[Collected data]
::::

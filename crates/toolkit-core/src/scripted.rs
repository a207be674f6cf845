//! Scripted Provider
//!
//! In-memory provider that replays canned payloads. Useful for tests and for
//! exercising hooks and tools without a network.

use async_trait::async_trait;
use serde_json::Value;
use std::sync::{Mutex, PoisonError};

use crate::error::{Result, ToolkitError};
use crate::normalize::normalize_payload;
use crate::provider::{Provider, ProviderPayload, ProviderRequest};

/// Provider that returns predefined raw payloads in order
///
/// Once the script runs out the last payload is repeated. Every request is
/// recorded and can be inspected afterwards.
pub struct ScriptedProvider {
    responses: Vec<Value>,
    model: Option<String>,
    index: Mutex<usize>,
    requests: Mutex<Vec<ProviderRequest>>,
}

impl ScriptedProvider {
    pub fn new(responses: Vec<Value>) -> Self {
        Self {
            responses,
            model: None,
            index: Mutex::new(0),
            requests: Mutex::new(Vec::new()),
        }
    }

    pub fn with_model(mut self, model: impl Into<String>) -> Self {
        self.model = Some(model.into());
        self
    }

    /// Requests received so far
    pub fn requests(&self) -> Vec<ProviderRequest> {
        self.requests
            .lock()
            .unwrap_or_else(PoisonError::into_inner)
            .clone()
    }

    pub fn last_request(&self) -> Option<ProviderRequest> {
        self.requests().pop()
    }

    pub fn call_count(&self) -> usize {
        self.requests
            .lock()
            .unwrap_or_else(PoisonError::into_inner)
            .len()
    }

    fn next_raw(&self) -> Option<Value> {
        let mut index = self.index.lock().unwrap_or_else(PoisonError::into_inner);
        let raw = self.responses.get(*index).cloned();
        if *index + 1 < self.responses.len() {
            *index += 1;
        }
        raw
    }
}

#[async_trait]
impl Provider for ScriptedProvider {
    fn name(&self) -> &str {
        "scripted"
    }

    fn model_identifier(&self) -> Option<&str> {
        self.model.as_deref()
    }

    async fn call(&self, request: &ProviderRequest) -> Result<ProviderPayload> {
        self.requests
            .lock()
            .unwrap_or_else(PoisonError::into_inner)
            .push(request.clone());

        let raw = self
            .next_raw()
            .ok_or_else(|| ToolkitError::Provider("scripted provider has no responses".into()))?;

        normalize_payload(&raw)
    }
}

::::

Instructions for the task :: Out of the records above, pick each line that contains the string "usize".

Final answer ::
    index: Mutex<usize>,
    pub fn call_count(&self) -> usize {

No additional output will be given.